Linux Btrfs filesystem development
 help / color / mirror / Atom feed
From: ellie <el@horse64.org>
To: Qu Wenruo <quwenruo.btrfs@gmx.com>, linux-btrfs@vger.kernel.org
Subject: Re: btrfs corruption issue on Pine64 PinePhone
Date: Tue, 6 Aug 2024 18:02:12 +0200	[thread overview]
Message-ID: <ad8a9333-8732-4d78-a86b-22dea00aabbe@horse64.org> (raw)
In-Reply-To: <1e96ef22-b51d-488a-ab90-84fd85c981ea@gmx.com>



On 8/5/24 08:34, Qu Wenruo wrote:
> 
> 
> 在 2024/8/5 15:50, ellie 写道:
>>
>>
>> On 8/5/24 08:10, Qu Wenruo wrote:
>>>
>>>
>>> 在 2024/8/5 15:25, ellie 写道:
>>>> On 8/5/24 07:39, ellie wrote:
>>>>> Dear kernel list,
>>>>>
>>>>> I'm hoping this is the right place to sent this. But there seems to be
>>>>> a btrfs corruption issue on the Pine64 PinePhone:
>>>>>
>>>>> https://gitlab.com/postmarketOS/pmaports/-/issues/3058
>>>>>
>>>>> The kernel is 6.9.10, I wouldn't know what exact additional patches
>>>>> may be used by postmarketOS (which is based on Alpine). The device is
>>>>> the PinePhone revision 1.2a or newer https://wiki.pine64.org/wiki/
>>>>> PinePhone#Hardware_revisions sadly there doesn't seem to be a way to
>>>>> check in software if it's 1.2a or 1.2b, and I don't remember which
>>>>> it is.
>>>>>
>>>>> This is on an SD Card, so an inherently rather unreliable storage
>>>>> medium. However, I tried two cards from what I believe to be two
>>>>> different vendors, Lexar and SanDisk, and I'm seeing this with both.
>>>>>
>>>>> The PinePhone had various chipset instability issues before, like
>>>>> https://gitlab.com/postmarketOS/pmaports/-/issues/805 which I believe
>>>>> has however been fixed since. I have no idea if that's relevant, I'm
>>>>> just pointing it out. I also don't know if other filesystems, like
>>>>> ext4 that I used before, might have also had corruption and just
>>>>> didn't detect it. Not that I ever noticed anything, but I'm not sure I
>>>>> necessarily ever would have.
>>>
>>> In the detailed report in pmOS issue, you mentioned it's a video file.
>>>
>>> I'm wondering if all the corruptions you see are from video files,
>>> especially if the video files are all recorded on the file.
>>>
>>> If that's the case, it may be related to the IO pattern, especially if
>>> the recording tool is using direct IO and didn't have proper writeback
>>> wait for those direct IO.
>>>
>>> Thanks,
>>> Qu
>>>
>>
>> Thanks so much for the quick input!
>>
>> All the files I mentioned in bug reports were written by syncthing, so
>> there wasn't any on-device video recording involved.
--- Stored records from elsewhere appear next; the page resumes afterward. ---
impl HostElement for FakeHost {
    type Context = RecordingContext;

    fn element_id(&self) -> ElementId {
        self.id
    }

    fn is_connected(&self) -> bool {
        self.state.borrow().connected
    }

    fn create_context(&mut self, options: &ContextOptions) -> Option<RecordingContext> {
        let mut state = self.state.borrow_mut();
        state.context_requests.push(*options);
        state.canvas = Some((300, 150));
        state.context_available.then(|| self.gl.clone())
    }

    fn set_canvas_size(&mut self, width: u32, height: u32) {
        let mut state = self.state.borrow_mut();
        state.canvas = Some((width, height));
        state.canvas_resizes += 1;
    }

    fn remove_canvas(&mut self) {
        let mut state = self.state.borrow_mut();
        state.canvas = None;
        state.canvas_removed = true;
    }

    fn box_size(&self) -> Option<BoxSize> {
        self.state.borrow().box_size
    }

    fn viewport(&self) -> ViewportMetrics {
        self.state.borrow().viewport
    }

    fn document_hidden(&self) -> bool {
        self.state.borrow().hidden
    }

    fn observe_size(&mut self) -> ObserverId {
        let mut state = self.state.borrow_mut();
        let observer = ObserverId(state.next_id());
        state.observers.push(observer);
        state.observers_created += 1;
        observer
    }

    fn disconnect_size_observer(&mut self, observer: ObserverId) {
        self.state
            .borrow_mut()
            .observers
            .retain(|active| *active != observer);
    }

    fn add_listener(&mut self, signal: HostSignal) -> ListenerId {
        let mut state = self.state.borrow_mut();
        let listener = ListenerId(state.next_id());
        state.listeners.push((listener, signal));
        listener
    }

    fn remove_listener(&mut self, listener: ListenerId) {
        self.state
            .borrow_mut()
            .listeners
            .retain(|(active, _)| *active != listener);
    }

    fn request_frame(&mut self) -> FrameRequest {
        let mut state = self.state.borrow_mut();
        let request = FrameRequest(state.next_id());
        state.pending_frames.push(request);
        request
    }

    fn cancel_frame(&mut self, request: FrameRequest) {
        let mut state = self.state.borrow_mut();
        state.pending_frames.retain(|pending| *pending != request);
        state.cancelled_frames.push(request);
    }

    fn now(&self) -> Instant {
        self.state.borrow().now
    }

    fn has_stylesheet(&self, id: &str) -> bool {
        self.state.borrow().stylesheets.contains_key(id)
    }

    fn insert_stylesheet(&mut self, id: &str, css: &str) {
        self.state
            .borrow_mut()
            .stylesheets
            .insert(id.to_owned(), css.to_owned());
    }
}
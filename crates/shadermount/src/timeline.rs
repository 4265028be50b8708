use std::time::Instant;

use crate::host::FrameRequest;

/// Whether a next-repaint callback is outstanding.
#[derive(Debug, Clone, Copy, PartialEq, Eq)]
pub enum LoopState {
    Stopped,
    Running,
}

/// What the mount must do with the host after a speed or visibility change.
#[derive(Debug, Clone, Copy, PartialEq, Eq)]
pub(crate) enum LoopCommand {
    /// Request a frame and hand it back through [`RenderLoop::mark_scheduled`].
    Schedule,
    Cancel(FrameRequest),
    Idle,
}

/// Animation clock plus the run/stop state machine.
///
/// The clock accumulates `wall delta × effective speed` in milliseconds. The
/// effective speed follows the requested speed except while the document is
/// hidden, when it is forced to zero.
#[derive(Debug)]
pub(crate) struct RenderLoop {
    requested_speed: f32,
    effective_speed: f32,
    hidden: bool,
    clock_ms: f64,
    last_tick: Instant,
    scheduled: Option<FrameRequest>,
}

impl RenderLoop {
    pub fn new(frame: f64, now: Instant) -> Self {
        Self {
            requested_speed: 0.0,
            effective_speed: 0.0,
            hidden: false,
            clock_ms: frame,
            last_tick: now,
            scheduled: None,
        }
    }

    pub fn requested_speed(&self) -> f32 {
        self.requested_speed
    }

    pub fn effective_speed(&self) -> f32 {
        self.effective_speed
    }

    pub fn clock(&self) -> f64 {
        self.clock_ms
    }

    pub fn state(&self) -> LoopState {
        if self.scheduled.is_some() {
            LoopState::Running
        } else {
            LoopState::Stopped
        }
    }

    pub fn set_speed(&mut self, speed: f32, now: Instant) -> LoopCommand {
        self.requested_speed = speed;
        self.apply_effective_speed(now)
    }

    pub fn set_hidden(&mut self, hidden: bool, now: Instant) -> LoopCommand {
        self.hidden = hidden;
        self.apply_effective_speed(now)
    }

    fn apply_effective_speed(&mut self, now: Instant) -> LoopCommand {
        self.effective_speed = if self.hidden {
            0.0
        } else {
            self.requested_speed
        };

        if self.effective_speed == 0.0 {
            return match self.scheduled.take() {
                Some(request) => LoopCommand::Cancel(request),
                None => LoopCommand::Idle,
            };
        }
        if self.scheduled.is_none() {
            // Time spent stopped must not show up as one huge delta.
            self.last_tick = now;
            return LoopCommand::Schedule;
        }
        LoopCommand::Idle
    }

    pub fn mark_scheduled(&mut self, request: FrameRequest) {
        self.scheduled = Some(request);
    }

    /// Consumes the outstanding request if `request` is it. Stale or cancelled
    /// callbacks return false.
    pub fn take_due(&mut self, request: FrameRequest) -> bool {
        if self.scheduled == Some(request) {
            self.scheduled = None;
            true
        } else {
            false
        }
    }

    /// True when the frame just rendered should be followed by another.
    pub fn wants_next_frame(&self) -> bool {
        self.effective_speed != 0.0 && self.scheduled.is_none()
    }

    /// Drops any outstanding request, returning it for cancellation.
    pub fn stop(&mut self) -> Option<FrameRequest> {
        self.scheduled.take()
    }

    /// Advances the clock by the wall time since the previous tick and returns
    /// the new clock value.
    pub fn advance(&mut self, now: Instant) -> f64 {
        let delta_ms = now.saturating_duration_since(self.last_tick).as_secs_f64() * 1000.0;
        self.last_tick = now;
        if self.effective_speed != 0.0 {
            self.clock_ms += delta_ms * f64::from(self.effective_speed);
        }
        tracing::trace!(delta_ms, clock_ms = self.clock_ms, "advanced animation clock");
        self.clock_ms
    }

    /// Forces the clock to `frame` and restarts delta measurement at `now`.
    pub fn set_frame(&mut self, frame: f64, now: Instant) {
        self.clock_ms = frame;
        self.last_tick = now;
    }
}

#[cfg(test)]
mod tests {
    use std::time::Duration;

    use super::*;

    #[test]
    fn starting_schedules_once() {
        let start = Instant::now();
        let mut render_loop = RenderLoop::new(0.0, start);
        assert_eq!(render_loop.set_speed(1.0, start), LoopCommand::Schedule);
        render_loop.mark_scheduled(FrameRequest(1));
        assert_eq!(render_loop.set_speed(2.0, start), LoopCommand::Idle);
        assert_eq!(render_loop.state(), LoopState::Running);
    }

    #[test]
    fn stopping_cancels_outstanding_request() {
        let start = Instant::now();
        let mut render_loop = RenderLoop::new(0.0, start);
        render_loop.set_speed(1.0, start);
        render_loop.mark_scheduled(FrameRequest(7));
        assert_eq!(
            render_loop.set_speed(0.0, start),
            LoopCommand::Cancel(FrameRequest(7))
        );
        assert_eq!(render_loop.state(), LoopState::Stopped);
        assert!(!render_loop.take_due(FrameRequest(7)));
    }

    #[test]
    fn hidden_document_forces_zero_speed() {
        let start = Instant::now();
        let mut render_loop = RenderLoop::new(0.0, start);
        assert_eq!(render_loop.set_hidden(true, start), LoopCommand::Idle);
        assert_eq!(render_loop.set_speed(1.5, start), LoopCommand::Idle);
        assert_eq!(render_loop.effective_speed(), 0.0);
        assert_eq!(render_loop.requested_speed(), 1.5);
        assert_eq!(render_loop.set_hidden(false, start), LoopCommand::Schedule);
        assert_eq!(render_loop.effective_speed(), 1.5);
    }

    #[test]
    fn clock_scales_wall_time_by_speed() {
        let start = Instant::now();
        let mut render_loop = RenderLoop::new(100.0, start);
        render_loop.set_speed(-0.5, start);
        let clock = render_loop.advance(start + Duration::from_millis(40));
        assert!((clock - 80.0).abs() < 1e-6);
    }

    #[test]
    fn resuming_ignores_time_spent_stopped() {
        let start = Instant::now();
        let mut render_loop = RenderLoop::new(0.0, start);
        let later = start + Duration::from_secs(30);
        render_loop.set_speed(1.0, later);
        let clock = render_loop.advance(later + Duration::from_millis(16));
        assert!((clock - 16.0).abs() < 1e-6);
    }

    #[test]
    fn set_frame_resets_delta_reference() {
        let start = Instant::now();
        let mut render_loop = RenderLoop::new(0.0, start);
        render_loop.set_speed(1.0, start);
        let now = start + Duration::from_secs(5);
        render_loop.set_frame(1234.5, now);
        assert_eq!(render_loop.advance(now), 1234.5);
    }
}
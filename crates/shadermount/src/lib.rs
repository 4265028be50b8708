//! Shader mount for fragment-shader backgrounds.
//!
//! A [`ShaderMount`] attaches one fragment shader to one host element, keeps
//! the canvas backing store sized to the element, pushes uniforms, and drives
//! the animation clock. The flow for a single frame is:
//!
//! ```text
//!   host (DOM element / winit window)
//!          │ HostEvent::{Resized, ZoomChanged, VisibilityChanged, Frame}
//!          ▼
//!   ShaderMount::handle_event ──▶ ResizeController ──▶ canvas + viewport
//!          │
//!          └─▶ RenderLoop::advance ──▶ UniformBinder (u_time, u_resolution,
//!                                         u_pixelRatio, user uniforms)
//!                                              │
//!                                              └─▶ one draw of the quad
//! ```
//!
//! Rendering goes through the GL-shaped [`GraphicsContext`] trait (with a
//! `glow` implementation behind the `glow` feature) and the host environment
//! through [`HostElement`] (with a `winit` implementation behind the `winit`
//! feature). Everything runs on the host's UI thread.

pub mod compile;
pub mod error;
pub mod gl;
pub mod host;
pub mod mount;
pub mod resize;
pub mod timeline;
pub mod types;
pub mod uniforms;

mod texture;

#[cfg(test)]
mod testing;

pub use compile::{build_program, ShaderProgram, VERTEX_SHADER};
pub use error::{BuildError, MountError, UniformError};
pub use gl::GraphicsContext;
#[cfg(feature = "glow")]
pub use gl::GlowContext;
pub use host::{BoxSize, ElementId, FrameRequest, HostElement, HostEvent, ViewportMetrics};
#[cfg(feature = "winit")]
pub use host::window::WindowHost;
pub use mount::{attached_mount, ensure_base_styles, MountId, ShaderMount, BASE_STYLES};
pub use resize::{BackingStore, NoZoomCorrection, WindowWidthZoom, ZoomEstimator};
pub use timeline::LoopState;
pub use types::{
    ContextOptions, ImageSource, MountOptions, PowerPreference, UniformShape, UniformValue,
    Uniforms, DEFAULT_MAX_PIXEL_COUNT, DEFAULT_MIN_PIXEL_RATIO,
};
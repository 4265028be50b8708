//! Uniform Binder.
//!
//! Locations are resolved once, right after linking, for the initial uniform
//! names, the controller-owned uniforms, and the `<name>AspectRatio`
//! companion of every image uniform. Each later update is compared against
//! the last value that actually reached the GPU and skipped when equal.

use std::collections::HashMap;

use crate::error::UniformError;
use crate::gl::GraphicsContext;
use crate::texture::TextureTable;
use crate::types::{UniformShape, UniformValue, Uniforms};

/// Animation clock in seconds.
pub const TIME_UNIFORM: &str = "u_time";
/// Render scale (backing pixels per CSS pixel).
pub const PIXEL_RATIO_UNIFORM: &str = "u_pixelRatio";
/// Backing-store size in pixels.
pub const RESOLUTION_UNIFORM: &str = "u_resolution";
/// Suffix of the optional per-image aspect-ratio uniform.
pub const ASPECT_RATIO_SUFFIX: &str = "AspectRatio";

const CONTROLLER_UNIFORMS: [&str; 3] = [TIME_UNIFORM, PIXEL_RATIO_UNIFORM, RESOLUTION_UNIFORM];

/// Last value uploaded for a name. Images keep only their identity key so the
/// cache does not pin pixel buffers.
#[derive(Debug, Clone, PartialEq)]
enum CachedUniform {
    Value(UniformValue),
    Image { key: String },
}

impl CachedUniform {
    fn of(value: &UniformValue) -> Self {
        match value {
            UniformValue::Image(image) => Self::Image {
                key: image.cache_key(),
            },
            other => Self::Value(other.clone()),
        }
    }

    fn shape(&self) -> UniformShape {
        match self {
            Self::Value(value) => value.shape(),
            Self::Image { .. } => UniformShape::Image,
        }
    }

    fn matches(&self, value: &UniformValue) -> bool {
        match (self, value) {
            (Self::Image { key }, UniformValue::Image(image)) => *key == image.cache_key(),
            (Self::Value(cached), value) => cached == value,
            _ => false,
        }
    }
}

pub(crate) struct UniformBinder<G: GraphicsContext> {
    locations: HashMap<String, G::UniformLocation>,
    cache: HashMap<String, CachedUniform>,
}

impl<G: GraphicsContext> UniformBinder<G> {
    pub fn new() -> Self {
        Self {
            locations: HashMap::new(),
            cache: HashMap::new(),
        }
    }

    /// Resolves every location the mount will use with `program`. Names the
    /// program does not declare are simply absent.
    pub fn resolve(&mut self, gl: &G, program: &G::Program, initial: &Uniforms) {
        let mut names: Vec<String> = CONTROLLER_UNIFORMS
            .iter()
            .map(|name| (*name).to_owned())
            .collect();
        for (name, value) in initial {
            names.push(name.clone());
            if matches!(value, UniformValue::Image(_)) {
                names.push(format!("{name}{ASPECT_RATIO_SUFFIX}"));
            }
        }

        for name in names {
            if let Some(location) = gl.uniform_location(program, &name) {
                self.locations.insert(name, location);
            }
        }
        tracing::debug!(resolved = self.locations.len(), "resolved uniform locations");
    }

    pub fn location(&self, name: &str) -> Option<&G::UniformLocation> {
        self.locations.get(name)
    }

    /// Forgets all locations and cached values.
    pub fn clear(&mut self) {
        self.locations.clear();
        self.cache.clear();
    }

    /// Uploads `value` for `name` unless it equals the last uploaded value.
    /// Returns whether a GPU upload happened.
    pub fn bind(
        &mut self,
        gl: &G,
        textures: &mut TextureTable<G>,
        name: &str,
        value: &UniformValue,
    ) -> Result<bool, UniformError> {
        if let Some(cached) = self.cache.get(name) {
            if cached.matches(value) {
                tracing::trace!(uniform = %name, "uniform unchanged; skipping upload");
                return Ok(false);
            }
        }

        let location = self
            .location(name)
            .ok_or_else(|| UniformError::MissingLocation {
                name: name.to_owned(),
            })?;

        let flattened = match value {
            UniformValue::Array(children) => Some(flatten(name, children)?),
            _ => None,
        };

        if let Some(cached) = self.cache.get(name) {
            let declared = cached.shape();
            let received = value.shape();
            if declared != received {
                return Err(UniformError::ShapeChanged {
                    name: name.to_owned(),
                    declared: declared.to_string(),
                    received: received.to_string(),
                });
            }
        }

        match value {
            UniformValue::Float(v) => gl.uniform_1_f32(location, *v),
            UniformValue::Bool(v) => gl.uniform_1_i32(location, i32::from(*v)),
            UniformValue::Vec2(v) => gl.uniform_2_f32_slice(location, v),
            UniformValue::Vec3(v) => gl.uniform_3_f32_slice(location, v),
            UniformValue::Vec4(v) => gl.uniform_4_f32_slice(location, v),
            UniformValue::Mat3(v) => gl.uniform_matrix_3_f32_slice(location, v),
            UniformValue::Mat4(v) => gl.uniform_matrix_4_f32_slice(location, v),
            UniformValue::Array(_) => {
                let (width, values) = flattened.unwrap_or_default();
                upload_array(gl, location, width, &values);
            }
            UniformValue::Image(image) => {
                let aspect_name = format!("{name}{ASPECT_RATIO_SUFFIX}");
                textures.load(
                    gl,
                    name,
                    image,
                    location,
                    self.locations.get(&aspect_name),
                )?;
            }
        }

        self.cache.insert(name.to_owned(), CachedUniform::of(value));
        Ok(true)
    }

    /// Binds every entry, containing failures per uniform. Returns how many
    /// uploads were issued.
    pub fn bind_all(&mut self, gl: &G, textures: &mut TextureTable<G>, uniforms: &Uniforms) -> usize {
        let mut uploaded = 0;
        for (name, value) in uniforms {
            match self.bind(gl, textures, name, value) {
                Ok(true) => uploaded += 1,
                Ok(false) => {}
                Err(err) => report(&err),
            }
        }
        uploaded
    }

    pub fn upload_time(&self, gl: &G, seconds: f32) {
        if let Some(location) = self.locations.get(TIME_UNIFORM) {
            gl.uniform_1_f32(location, seconds);
        }
    }

    pub fn upload_resolution(&self, gl: &G, width: u32, height: u32, render_scale: f64) {
        if let Some(location) = self.locations.get(RESOLUTION_UNIFORM) {
            gl.uniform_2_f32_slice(location, &[width as f32, height as f32]);
        }
        if let Some(location) = self.locations.get(PIXEL_RATIO_UNIFORM) {
            gl.uniform_1_f32(location, render_scale as f32);
        }
    }
}

/// Validates that every child has one supported length and concatenates
/// them in order.
fn flatten(name: &str, children: &[Vec<f32>]) -> Result<(usize, Vec<f32>), UniformError> {
    let width = children.first().map_or(0, Vec::len);
    if children.iter().any(|child| child.len() != width) {
        return Err(UniformError::MismatchedChildren {
            name: name.to_owned(),
        });
    }
    if !matches!(width, 2 | 3 | 4 | 9 | 16) {
        return Err(UniformError::UnsupportedLength {
            name: name.to_owned(),
            len: width,
        });
    }
    Ok((width, children.concat()))
}

fn upload_array<G: GraphicsContext>(gl: &G, location: &G::UniformLocation, width: usize, values: &[f32]) {
    match width {
        2 => gl.uniform_2_f32_slice(location, values),
        3 => gl.uniform_3_f32_slice(location, values),
        4 => gl.uniform_4_f32_slice(location, values),
        9 => gl.uniform_matrix_3_f32_slice(location, values),
        16 => gl.uniform_matrix_4_f32_slice(location, values),
        _ => {}
    }
}

fn report(err: &UniformError) {
    match err {
        UniformError::ImageNotLoaded { .. }
        | UniformError::Upload { .. }
        | UniformError::Allocation { .. } => {
            tracing::error!(error = %err, "failed to set image uniform");
        }
        _ => tracing::warn!(error = %err, "skipping uniform update"),
    }
}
I once saw Nheko's
>> database file corrupt however, so it's apparently not limited to
>> syncthing. I'm guessing video files are affected so often simply due to
>> their large size.
> 
> I did a quick clone and search of syncthing.
> 
> There is no usage of O_DIRECT directly, so I guess it's not the known
> csum mismatch caused by bad sync of direct IO writeback.
> 
> In that case, since the corrupted file is syncthing synchronized, can
> you do a diff of the binary data?
> 
> To avoid the EIO from btrfs, you can use "-o rescue=all,ro" to mount the
> sdcard on another system, then compare the binary.
> (e.g. "xxd file.good > good.xxd; xxd file.bad > bad.xxd; diff *.xxd")
> 
> At this stage, we need to find out what's really causing the problem,
> the btrfs itself or some thing lower level.
> (I strongly hope it's not btrfs, but either way it's not going to end up
> well)
> 
> Thanks,
> Qu
Thanks for your detailed instructions! I was about to do as you said and 
ran the sync for a few hours, stopped it, and planned to run btrfs scrub 
this evening. However, I then ran into a hard shutdown due to what might 
be an upower bug (won't lie, was very annoyed at that point):

https://gitlab.com/postmarketOS/pmaports/-/issues/3073

Should I still attach a diff for an affected file I find now? Or are the 
results going to be worthless if there was a hard shutdown in between, 
and I need to first fix the filesystem, repeat the sync test, and repeat 
finding a new corruption error to diff?

Regards,

Ellie


  reply	other threads:[~2024-08-06 16:02 UTC|newest]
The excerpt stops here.